** Task directions **
Establish how many lines of the material below contain the string "semantics". Return that number by itself.

** Material to process **
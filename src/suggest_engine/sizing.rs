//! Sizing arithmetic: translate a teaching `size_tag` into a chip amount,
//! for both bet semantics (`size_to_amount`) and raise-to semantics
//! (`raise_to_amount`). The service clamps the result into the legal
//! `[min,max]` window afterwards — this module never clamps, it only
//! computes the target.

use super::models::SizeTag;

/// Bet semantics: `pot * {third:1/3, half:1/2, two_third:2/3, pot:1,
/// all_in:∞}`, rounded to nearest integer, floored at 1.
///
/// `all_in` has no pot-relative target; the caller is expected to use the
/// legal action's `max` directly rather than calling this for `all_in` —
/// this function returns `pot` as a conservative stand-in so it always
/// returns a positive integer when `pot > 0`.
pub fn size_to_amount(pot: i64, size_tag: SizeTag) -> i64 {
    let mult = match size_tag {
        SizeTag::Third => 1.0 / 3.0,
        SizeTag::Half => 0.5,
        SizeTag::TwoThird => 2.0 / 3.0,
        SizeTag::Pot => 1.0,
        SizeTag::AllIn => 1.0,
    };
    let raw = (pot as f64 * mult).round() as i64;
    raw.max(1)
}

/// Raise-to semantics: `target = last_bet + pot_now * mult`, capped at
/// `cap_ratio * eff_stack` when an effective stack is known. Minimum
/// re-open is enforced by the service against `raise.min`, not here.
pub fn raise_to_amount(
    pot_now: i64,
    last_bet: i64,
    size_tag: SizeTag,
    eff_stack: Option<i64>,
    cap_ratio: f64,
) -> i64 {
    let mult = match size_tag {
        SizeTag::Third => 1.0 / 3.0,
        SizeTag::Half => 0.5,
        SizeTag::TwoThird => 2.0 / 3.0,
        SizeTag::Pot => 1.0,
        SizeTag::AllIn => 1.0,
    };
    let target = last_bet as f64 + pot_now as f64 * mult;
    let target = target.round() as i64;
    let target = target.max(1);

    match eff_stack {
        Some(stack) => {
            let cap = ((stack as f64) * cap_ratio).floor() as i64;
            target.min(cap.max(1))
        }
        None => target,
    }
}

** Result of the task **
3